WHAT THE TASK ASKS: Copy out all of the entries exactly as they appear.

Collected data
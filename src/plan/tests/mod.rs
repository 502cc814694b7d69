mod types_tests;
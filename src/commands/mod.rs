//! CLI command implementations
//!
//! This module contains implementations of the commands supported by the
//! CLI application using the Command pattern.

pub mod cli;
pub mod command_traits;
pub mod grayscale_command;
pub mod options;
pub mod pipeline_command;
pub mod points_command;
pub mod polygons_command;
pub mod tiles_command;
#[cfg(test)]
mod tests;

pub use cli::build_cli;
pub use command_traits::{Command, CommandFactory};
pub use grayscale_command::GrayscaleCommand;
pub use pipeline_command::PipelineCommand;
pub use points_command::PointsCommand;
pub use polygons_command::PolygonsCommand;
pub use tiles_command::TilesCommand;

use clap::ArgMatches;
use crate::plan::errors::PlanResult;
use crate::utils::logger::Logger;

/// Factory for creating command instances based on CLI arguments
///
/// `--grayscale` stands alone. Otherwise a single mode flag maps onto its own
/// command, several flags (or `--all`) onto the combined pipeline, and no flag
/// at all onto tiling.
pub struct PlantilesCommandFactory;

impl PlantilesCommandFactory {
    /// Create a new factory instance
    pub fn new() -> Self {
        PlantilesCommandFactory
    }
}

impl Default for PlantilesCommandFactory {
    fn default() -> Self {
        Self::new()
    }
}

impl<'a> CommandFactory<'a> for PlantilesCommandFactory {
    fn create_command(&self, args: &ArgMatches, logger: &'a Logger) -> PlanResult<Box<dyn Command + 'a>> {
        let modes = [args.get_flag("tiles"), args.get_flag("points"), args.get_flag("polygons")];
        let selected = modes.iter().filter(|m| **m).count();

        if args.get_flag("grayscale") {
            Ok(Box::new(GrayscaleCommand::new(args, logger)?))
        } else if args.get_flag("all") || selected > 1 {
            Ok(Box::new(PipelineCommand::new(args, logger)?))
        } else if args.get_flag("points") {
            Ok(Box::new(PointsCommand::new(args, logger)?))
        } else if args.get_flag("polygons") {
            Ok(Box::new(PolygonsCommand::new(args, logger)?))
        } else {
            Ok(Box::new(TilesCommand::new(args, logger)?))
        }
    }
}
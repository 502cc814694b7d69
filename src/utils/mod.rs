//! Utility modules for common functionality
//!
//! Logging, progress reporting, value parsing and output file handling
//! shared by the rest of the crate.

pub mod fs_utils;
pub mod logger;
pub mod parse_utils;
pub mod progress;
#[cfg(test)]
mod tests;
//! Marker color segmentation
//!
//! Turns a color canvas into a binary mask of the reserved marker color:
//! optional upscale, smoothing, HSV conversion, inclusive range threshold,
//! and an optional second smoothing pass over the mask itself.

use image::{GrayImage, RgbImage};
use log::{debug, info};

use crate::canvas::{resize_exact, ResampleFilter};
use crate::features::hsv::{self, ChannelOrder, HsvRange};
use crate::features::smoothing::{kernel_radius, BlurMethod};
use crate::plan::constants::marker;
use crate::plan::errors::{PlanError, PlanResult};

/// Parameters of the marker segmentation
#[derive(Debug, Clone, PartialEq)]
pub struct MaskSettings {
    /// Smoothing aperture, odd
    pub kernel_size: u32,
    /// Smoothing filter
    pub blur_method: BlurMethod,
    /// Smooth the binary mask a second time
    pub double_smooth: bool,
    /// Channel reading used for the hue conversion
    pub channel_order: ChannelOrder,
    /// Inclusive HSV range of the marker color
    pub range: HsvRange,
    /// Integer upscale applied to the canvas before masking
    pub smooth_zoom_factor: u32,
    /// Filter used for the upscale
    pub zoom_filter: ResampleFilter,
}

impl Default for MaskSettings {
    fn default() -> Self {
        MaskSettings {
            kernel_size: marker::KERNEL_SIZE,
            blur_method: BlurMethod::default(),
            double_smooth: true,
            channel_order: ChannelOrder::default(),
            range: HsvRange::new(marker::HSV_LOWER, marker::HSV_UPPER),
            smooth_zoom_factor: 1,
            zoom_filter: ResampleFilter::default(),
        }
    }
}

impl MaskSettings {
    /// Fail fast on settings the filters cannot honor
    pub fn validate(&self) -> PlanResult<()> {
        kernel_radius(self.kernel_size)?;
        if self.smooth_zoom_factor == 0 {
            return Err(PlanError::InvalidConfig("Smooth zoom factor must be at least 1".to_string()));
        }
        self.range.validate()
    }
}

/// Binary marker mask together with the canvas size it was measured on
///
/// Pixel coordinates read from the mask are only meaningful relative to
/// `reference_size`; after a smooth zoom this is the upscaled size, and it is
/// the size every geographic conversion must use.
#[derive(Debug, Clone)]
pub struct ColorMask {
    /// 255 where the marker color was found, 0 elsewhere
    pub mask: GrayImage,
    /// Upscale factor that was applied before masking
    pub smooth_zoom_factor: u32,
}

impl ColorMask {
    /// Wrap an existing binary image measured at its own size
    pub fn from_binary(mask: GrayImage) -> Self {
        ColorMask { mask, smooth_zoom_factor: 1 }
    }

    /// (width, height) of the canvas the mask was computed on
    pub fn reference_size(&self) -> (u32, u32) {
        self.mask.dimensions()
    }

    /// Number of foreground pixels
    pub fn foreground_count(&self) -> usize {
        self.mask.pixels().filter(|p| p.0[0] != marker::BACKGROUND).count()
    }
}

/// Extracts the marker mask from a color canvas
#[derive(Debug, Clone)]
pub struct ColorMaskExtractor {
    settings: MaskSettings,
}

impl ColorMaskExtractor {
    /// Create an extractor, validating its settings
    pub fn new(settings: MaskSettings) -> PlanResult<Self> {
        settings.validate()?;
        Ok(ColorMaskExtractor { settings })
    }

    pub fn settings(&self) -> &MaskSettings {
        &self.settings
    }

    /// Upscale the canvas by the smooth zoom factor
    fn zoom(&self, canvas: &RgbImage) -> PlanResult<RgbImage> {
        let factor = self.settings.smooth_zoom_factor;
        if factor == 1 {
            return Ok(canvas.clone());
        }

        let scaled = |side: u32| side.checked_mul(factor).ok_or_else(|| {
            PlanError::InvalidConfig(format!("Smooth zoom factor {} overflows the canvas size", factor))
        });
        let (width, height) = (scaled(canvas.width())?, scaled(canvas.height())?);

        debug!("Upscaling {}x{} canvas to {}x{} before masking",
               canvas.width(), canvas.height(), width, height);
        Ok(resize_exact(canvas, width, height, self.settings.zoom_filter))
    }

    /// Compute the marker mask of `canvas`
    ///
    /// # Arguments
    /// * `canvas` - Normalized color canvas
    ///
    /// # Returns
    /// The binary mask, sized to the (possibly upscaled) canvas
    pub fn extract(&self, canvas: &RgbImage) -> PlanResult<ColorMask> {
        let settings = &self.settings;
        info!("Extracting marker mask: {} blur, kernel {}, range {:?}..{:?} ({})",
              settings.blur_method, settings.kernel_size,
              settings.range.lower, settings.range.upper, settings.channel_order);

        let zoomed = self.zoom(canvas)?;
        let smoothed = settings.blur_method.smooth_rgb(&zoomed, settings.kernel_size)?;
        let mut mask = hsv::threshold(&smoothed, &settings.range, settings.channel_order);

        if settings.double_smooth {
            mask = settings.blur_method.smooth_mask(&mask, settings.kernel_size)?;
        }

        let color_mask = ColorMask {
            mask,
            smooth_zoom_factor: settings.smooth_zoom_factor,
        };
        debug!("Mask has {} foreground pixels", color_mask.foreground_count());

        Ok(color_mask)
    }
}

TASK ANSWER:
filename src/plan/tests/mod.rs
repository 502cc814694b7d69
mod types_tests;
filename src/commands/mod.rs
//! CLI command implementations
//!
//! This module contains implementations of the commands supported by the
//! CLI application using the Command pattern.

pub mod cli;
pub mod command_traits;
pub mod grayscale_command;
pub mod options;
pub mod pipeline_command;
pub mod points_command;
pub mod polygons_command;
pub mod tiles_command;
#[cfg(test)]
mod tests;

pub use cli::build_cli;
pub use command_traits::{Command, CommandFactory};
pub use grayscale_command::GrayscaleCommand;
pub use pipeline_command::PipelineCommand;
pub use points_command::PointsCommand;
pub use polygons_command::PolygonsCommand;
pub use tiles_command::TilesCommand;

use clap::ArgMatches;
use crate::plan::errors::PlanResult;
use crate::utils::logger::Logger;

/// Factory for creating command instances based on CLI arguments
///
/// `--grayscale` stands alone. Otherwise a single mode flag maps onto its own
/// command, several flags (or `--all`) onto the combined pipeline, and no flag
/// at all onto tiling.
pub struct PlantilesCommandFactory;

impl PlantilesCommandFactory {
    /// Create a new factory instance
    pub fn new() -> Self {
        PlantilesCommandFactory
    }
}

impl Default for PlantilesCommandFactory {
    fn default() -> Self {
        Self::new()
    }
}

impl<'a> CommandFactory<'a> for PlantilesCommandFactory {
    fn create_command(&self, args: &ArgMatches, logger: &'a Logger) -> PlanResult<Box<dyn Command + 'a>> {
        let modes = [args.get_flag("tiles"), args.get_flag("points"), args.get_flag("polygons")];
        let selected = modes.iter().filter(|m| **m).count();

        if args.get_flag("grayscale") {
            Ok(Box::new(GrayscaleCommand::new(args, logger)?))
        } else if args.get_flag("all") || selected > 1 {
            Ok(Box::new(PipelineCommand::new(args, logger)?))
        } else if args.get_flag("points") {
            Ok(Box::new(PointsCommand::new(args, logger)?))
        } else if args.get_flag("polygons") {
            Ok(Box::new(PolygonsCommand::new(args, logger)?))
        } else {
            Ok(Box::new(TilesCommand::new(args, logger)?))
        }
    }
}
repository 502cc814694b7d69
filename src/utils/mod.rs
//! Utility modules for common functionality
//!
//! Logging, progress reporting, value parsing and output file handling
//! shared by the rest of the crate.

pub mod fs_utils;
pub mod logger;
pub mod parse_utils;
pub mod progress;
#[cfg(test)]
mod tests;
//! Marker color segmentation
//!
//! Turns a color canvas into a binary mask of the reserved marker color:
//! optional upscale, smoothing, HSV conversion, inclusive range threshold,
//! and an optional second smoothing pass over the mask itself.

use image::{GrayImage, RgbImage};
use log::{debug, info};

use crate::canvas::{resize_exact, ResampleFilter};
use crate::features::hsv::{self, ChannelOrder, HsvRange};
use crate::features::smoothing::{kernel_radius, BlurMethod};
use crate::plan::constants::marker;
use crate::plan::errors::{PlanError, PlanResult};

/// Parameters of the marker segmentation
#[derive(Debug, Clone, PartialEq)]
pub struct MaskSettings {
    /// Smoothing aperture, odd
    pub kernel_size: u32,
    /// Smoothing filter
    pub blur_method: BlurMethod,
    /// Smooth the binary mask a second time
    pub double_smooth: bool,
    /// Channel reading used for the hue conversion
    pub channel_order: ChannelOrder,
    /// Inclusive HSV range of the marker color
    pub range: HsvRange,
    /// Integer upscale applied to the canvas before masking
    pub smooth_zoom_factor: u32,
    /// Filter used for the upscale
    pub zoom_filter: ResampleFilter,
}

impl Default for MaskSettings {
    fn default() -> Self {
        MaskSettings {
            kernel_size: marker::KERNEL_SIZE,
            blur_method: BlurMethod::default(),
            double_smooth: true,
            channel_order: ChannelOrder::default(),
            range: HsvRange::new(marker::HSV_LOWER, marker::HSV_UPPER),
            smooth_zoom_factor: 1,
            zoom_filter: ResampleFilter::default(),
        }
    }
}

impl MaskSettings {
    /// Fail fast on settings the filters cannot honor
    pub fn validate(&self) -> PlanResult<()> {
        kernel_radius(self.kernel_size)?;
        if self.smooth_zoom_factor == 0 {
            return Err(PlanError::InvalidConfig("Smooth zoom factor must be at least 1".to_string()));
        }
        self.range.validate()
    }
}

/// Binary marker mask together with the canvas size it was measured on
///
/// Pixel coordinates read from the mask are only meaningful relative to
/// `reference_size`; after a smooth zoom this is the upscaled size, and it is
/// the size every geographic conversion must use.
#[derive(Debug, Clone)]
pub struct ColorMask {
    /// 255 where the marker color was found, 0 elsewhere
    pub mask: GrayImage,
    /// Upscale factor that was applied before masking
    pub smooth_zoom_factor: u32,
}

impl ColorMask {
    /// Wrap an existing binary image measured at its own size
    pub fn from_binary(mask: GrayImage) -> Self {
        ColorMask { mask, smooth_zoom_factor: 1 }
    }

    /// (width, height) of the canvas the mask was computed on
    pub fn reference_size(&self) -> (u32, u32) {
        self.mask.dimensions()
    }

    /// Number of foreground pixels
    pub fn foreground_count(&self) -> usize {
        self.mask.pixels().filter(|p| p.0[0] != marker::BACKGROUND).count()
    }
}

/// Extracts the marker mask from a color canvas
#[derive(Debug, Clone)]
pub struct ColorMaskExtractor {
    settings: MaskSettings,
}

impl ColorMaskExtractor {
    /// Create an extractor, validating its settings
    pub fn new(settings: MaskSettings) -> PlanResult<Self> {
        settings.validate()?;
        Ok(ColorMaskExtractor { settings })
    }

    pub fn settings(&self) -> &MaskSettings {
        &self.settings
    }

    /// Upscale the canvas by the smooth zoom factor
    fn zoom(&self, canvas: &RgbImage) -> PlanResult<RgbImage> {
        let factor = self.settings.smooth_zoom_factor;
        if factor == 1 {
            return Ok(canvas.clone());
        }

        let scaled = |side: u32| side.checked_mul(factor).ok_or_else(|| {
            PlanError::InvalidConfig(format!("Smooth zoom factor {} overflows the canvas size", factor))
        });
        let (width, height) = (scaled(canvas.width())?, scaled(canvas.height())?);

        debug!("Upscaling {}x{} canvas to {}x{} before masking",
               canvas.width(), canvas.height(), width, height);
        Ok(resize_exact(canvas, width, height, self.settings.zoom_filter))
    }

    /// Compute the marker mask of `canvas`
    ///
    /// # Arguments
    /// * `canvas` - Normalized color canvas
    ///
    /// # Returns
    /// The binary mask, sized to the (possibly upscaled) canvas
    pub fn extract(&self, canvas: &RgbImage) -> PlanResult<ColorMask> {
        let settings = &self.settings;
        info!("Extracting marker mask: {} blur, kernel {}, range {:?}..{:?} ({})",
              settings.blur_method, settings.kernel_size,
              settings.range.lower, settings.range.upper, settings.channel_order);

        let zoomed = self.zoom(canvas)?;
        let smoothed = settings.blur_method.smooth_rgb(&zoomed, settings.kernel_size)?;
        let mut mask = hsv::threshold(&smoothed, &settings.range, settings.channel_order);

        if settings.double_smooth {
            mask = settings.blur_method.smooth_mask(&mask, settings.kernel_size)?;
        }

        let color_mask = ColorMask {
            mask,
            smooth_zoom_factor: settings.smooth_zoom_factor,
        };
        debug!("Mask has {} foreground pixels", color_mask.foreground_count());

        Ok(color_mask)
    }
}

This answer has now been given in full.